Editor’s Note: EarthTechling, always looking to forward the cleantech revolution discussion, is proud to bring you this column via a cross post from partner Natural Resources Defense Council. Author credit goes to Rocky Kistner.
At GE’s historic 90-acre Nela Park in Cleveland–home to America’s first industrial park and to GE Lighting–a light bulb revolution is underway that could help solve one of the world’s greatest environmental threats: climate change.
Tucked away in a brick lab building of this leafy technology research campus, veteran GE lighting engineer and physicist Gary Allen reviews a chart of global greenhouse gas emissions that points in one direction—up. But, Allen says, there’s a simple step we can take to curtail these emissions and change course; screw in a more efficient light bulb. “The number one thing we can do to cut greenhouse gas emissions is to change our light bulbs….it’s the strongest lever we have to get CO2 emissions out of the atmosphere. So if you are going to spend money on anything, spend it on energy efficient lighting.”

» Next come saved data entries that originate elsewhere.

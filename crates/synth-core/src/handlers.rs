//! Per-opcode synthesis.
//!
//! Every handler pops its operands from the shadow stack (checking each
//! against the concrete value the interpreter consumed), emits whatever
//! placements the instruction needs and pushes the result, which must equal
//! the concrete result.

use revm::primitives::{U256, keccak256};

use crate::buffers::ReservedVariable;
use crate::context::SynthesisContext;
use crate::data_pt::{DataPt, Shadowed};
use crate::error::{Result, SynthesisError};
use crate::memory_pt::{MemoryPt, MemoryPtEntry};
use crate::opcodes::{opcode, opcode_name};
use crate::operations::ArithOp;
use crate::synthesizer::{
  CallFrame, FrameInfo, PendingCall, StepInput, StepOutput, Synthesizer, check_memory,
  memory_window, to_offset,
};

/// Word size of every memory chunk exported to a public buffer.
const CHUNK_BYTES: usize = 32;

/// Highest address of a precompiled contract.
const LAST_PRECOMPILE: u64 = 10;

fn static_description(op: u8, pc: usize, info: &FrameInfo, target: Option<U256>) -> String {
  let mut desc = format!(
    "Static input for {} instruction at PC {pc} of code address {} called by {}",
    opcode_name(op),
    info.code_address,
    info.caller
  );
  if let Some(target) = target {
    desc.push_str(&format!("(target: {target:#x})"));
  }
  desc
}

fn concrete_output(context: &str, post: &StepOutput) -> Result<U256> {
  post
    .outputs
    .first()
    .copied()
    .ok_or_else(|| SynthesisError::WireBookkeeping(format!("{context}: no concrete output")))
}

fn push_result(frame: &mut CallFrame, context: &str, post: &StepOutput, pt: DataPt) -> Result<()> {
  let concrete = concrete_output(context, post)?;
  frame.stack.push(Shadowed::new(context, concrete, pt)?);
  Ok(())
}

fn zero(ctx: &mut SynthesisContext) -> Result<DataPt> {
  ctx.load_static(U256::ZERO, Some(1), None)
}

/// Exposes `[offset, offset + len)` of `memory` as public outputs, one word
/// per wire.
fn export_memory(ctx: &mut SynthesisContext, memory: &MemoryPt, offset: usize, len: usize, tag: &str) -> Result<()> {
  for (i, start) in (0..len).step_by(CHUNK_BYTES).enumerate() {
    let size = CHUNK_BYTES.min(len - start);
    let infos = memory.get_data_alias(offset + start, size)?;
    let pt = if infos.is_empty() {
      zero(ctx)?
    } else {
      ctx.place_memory_to_stack(&infos)?
    };
    ctx.add_wire_to_out_buffer(pt, format!("{tag}[{i}]"))?;
  }
  Ok(())
}

/// Checks the shadow stack top against `values` (top first).
fn check_stack_top(frame: &CallFrame, context: &str, values: &[U256]) -> Result<()> {
  for (depth, value) in values.iter().enumerate() {
    let pt = frame.stack.peek(depth).ok_or_else(|| {
      SynthesisError::ProvenanceViolation(format!("{context}: shadow stack too short"))
    })?;
    if pt.value != *value {
      return Err(SynthesisError::shadow(format!("{context}, stack slot {depth}"), *value, pt.value));
    }
  }
  Ok(())
}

And there’s one more advantage to the light bulb revolution; jobs. Last year, GE invested $60 million to produce energy efficient florescent bulbs at its plant in Bucyrus, OH, creating about 100 new positions in job-hungry Ohio. And there are thousands of jobs posted on GE Lighting’s website now.
For the past 24 years, Allen has been a key engineer and physicist at GE’s world-renowned lighting research center (check out his Twitter page here), where many of the 700 people who work there toil away on the latest lighting product designs and strategies. All that tinkering in the labs has paid off. Today there are more money saving, energy efficient bulbs on the market than ever before, including advanced incandescents, compact fluorescent and LEDs.
And more are on the way. Industry powerhouses like GE, Sylvania and Philips are all coming out with dozens of new lighting products that will result in huge energy savings—and help save us all from the dire consequences of a rapidly changing climate. (Check out the January Consumer Reports issue on new efficient light bulbs). Anyone who still wonders if the threat is real should check out new figures released for greenhouse gas emissions; they jumped to record levels last year during a global recession. Just wait until a global recovery takes hold.
Why are efficient light bulbs so important? Simple, there are billions of them. Think about the last time you flew on a cloudless night and gazed at the millions of lights twinkling below, spread out along the darkened landscape like an electronic tapestry. Most are burning wasted heat (the old fashioned incandescent bulb wastes 90% of its energy), sucking money out of consumer wallets every time they flip the switch.